TASK -
Where a line holds the word "defn", copy it from the records.

*** Opening GIVEN ENTRIES ***

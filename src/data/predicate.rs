// src/data/predicate.rs

//! Implements [`MatchPredicate`], the keyword test applied to each line.
//!
//! [`MatchPredicate`]: crate::data::predicate::MatchPredicate

#[allow(unused_imports)]
use ::si_trace_print::{defn, defo, defx, defñ};

/// Standalone words in a keyword that separate terms.
pub const KEYWORD_AND_TOKENS: [&str; 2] = ["AND", "and"];

/// A keyword test for lines.
///
/// Matching is case-insensitive substring containment. There is no `OR`,
/// no negation, no regular expressions.
#[derive(Clone, Debug, Eq, PartialEq)]
pub enum MatchPredicate {
    /// No keyword; every line matches.
    Always,
    /// Every term (stored lowercase) must be present in a line.
    AllOf(Vec<String>),
}

impl MatchPredicate {
    /// Build a `MatchPredicate` from a raw keyword string.
    ///
    /// The keyword is split on the standalone words `AND` or `and` (delimited
    /// by whitespace or the ends of the keyword). Each term is trimmed.
    /// Empty terms are dropped. A keyword without any non-empty term is
    /// [`MatchPredicate::Always`].
    pub fn new(keyword: Option<&str>) -> MatchPredicate {
        defn!("({:?})", keyword);
        let keyword: &str = match keyword {
            Some(val) => val,
            None => {
                defx!("return Always");
                return MatchPredicate::Always;
            }
        };
        let mut terms: Vec<String> = Vec::new();
        let mut term: String = String::new();
        // each piece is one whitespace-delimited word with its trailing
        // whitespace character, or an empty word for runs of whitespace
        for piece in keyword.split_inclusive(char::is_whitespace) {
            let word: &str = piece.trim_end_matches(char::is_whitespace);
            if KEYWORD_AND_TOKENS.contains(&word) {
                terms.push(term.trim().to_lowercase());
                term.clear();
            } else {
                term.push_str(piece);
            }
        }
        terms.push(term.trim().to_lowercase());
        terms.retain(|t| !t.is_empty());
        if terms.is_empty() {
            defx!("return Always; no terms in {:?}", keyword);
            return MatchPredicate::Always;
        }
        defx!("return AllOf({:?})", terms);

        MatchPredicate::AllOf(terms)
    }

    /// Does `line` satisfy this predicate?
    pub fn is_match(&self, line: &str) -> bool {
        match self {
            MatchPredicate::Always => true,
            MatchPredicate::AllOf(terms) => {
                let line_lower: String = line.to_lowercase();
                terms
                    .iter()
                    .all(|term| line_lower.contains(term.as_str()))
            }
        }
    }

    /// The lowercase terms; empty for [`MatchPredicate::Always`].
    pub fn terms(&self) -> &[String] {
        match self {
            MatchPredicate::Always => &[],
            MatchPredicate::AllOf(terms) => terms.as_slice(),
        }
    }
}
// src/readers/mod.rs

//! "Readers" for _rlslib_.
//!
//! ## Overview of readers
//!
//! * A [`search`] picks a [`Strategy`] and drives one of the searchers.
//! * A [`ReverseSearcher`] drives a [`LineAssembler`] to derive [`Line`s].
//! * A `ReverseSearcher` drives a [`ChunkReader`] to derive chunks.
//! * A `ChunkReader` reads from a [`ByteSource`].
//!
//! <br/>
//!
//! * A `ChunkReader` and a `LineAssembler` only handle `u8` bytes.
//! * A `Line` is decoded to UTF-8 text only after it is fully assembled,
//!   never a part of a line.
//! * The searchers do all `u8` to `char` conversions.
//!
//! <br/>
//!
//! A [`ForwardSearcher`] and a [`LoadAllSearcher`] read the file from the
//! beginning. They return the same lines as a `ReverseSearcher`.
//!
//! Also see [_Definitions of data_].
//!
//! <br/>
//!
//! _These are not rust "Readers"; these structs do not implement the trait
//! [`Read`]. These are "readers" in an informal sense._
//!
//! [_Definitions of data_]: crate::data
//! [`Read`]: std::io::Read
//! [`Line`s]: crate::data::line::Line
//! [`Strategy`]: crate::data::request::Strategy
//! [`search`]: crate::readers::searchprocessor::search
//! [`ByteSource`]: crate::readers::bytesource::ByteSource
//! [`ChunkReader`]: crate::readers::chunkreader::ChunkReader
//! [`LineAssembler`]: crate::readers::lineassembler::LineAssembler
//! [`ReverseSearcher`]: crate::readers::reversesearcher::ReverseSearcher
//! [`ForwardSearcher`]: crate::readers::forwardsearcher::ForwardSearcher
//! [`LoadAllSearcher`]: crate::readers::forwardsearcher::LoadAllSearcher

pub mod bytesource;
pub mod chunkreader;
pub mod filelister;
pub mod filepreprocessor;
pub mod forwardsearcher;
pub mod helpers;
pub mod lineassembler;
pub mod reversesearcher;
pub mod searchprocessor;
pub mod summary;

*** Closing GIVEN ENTRIES ***

ANSWER -
use ::si_trace_print::{defn, defo, defx, defñ};
        defn!("({:?})", keyword);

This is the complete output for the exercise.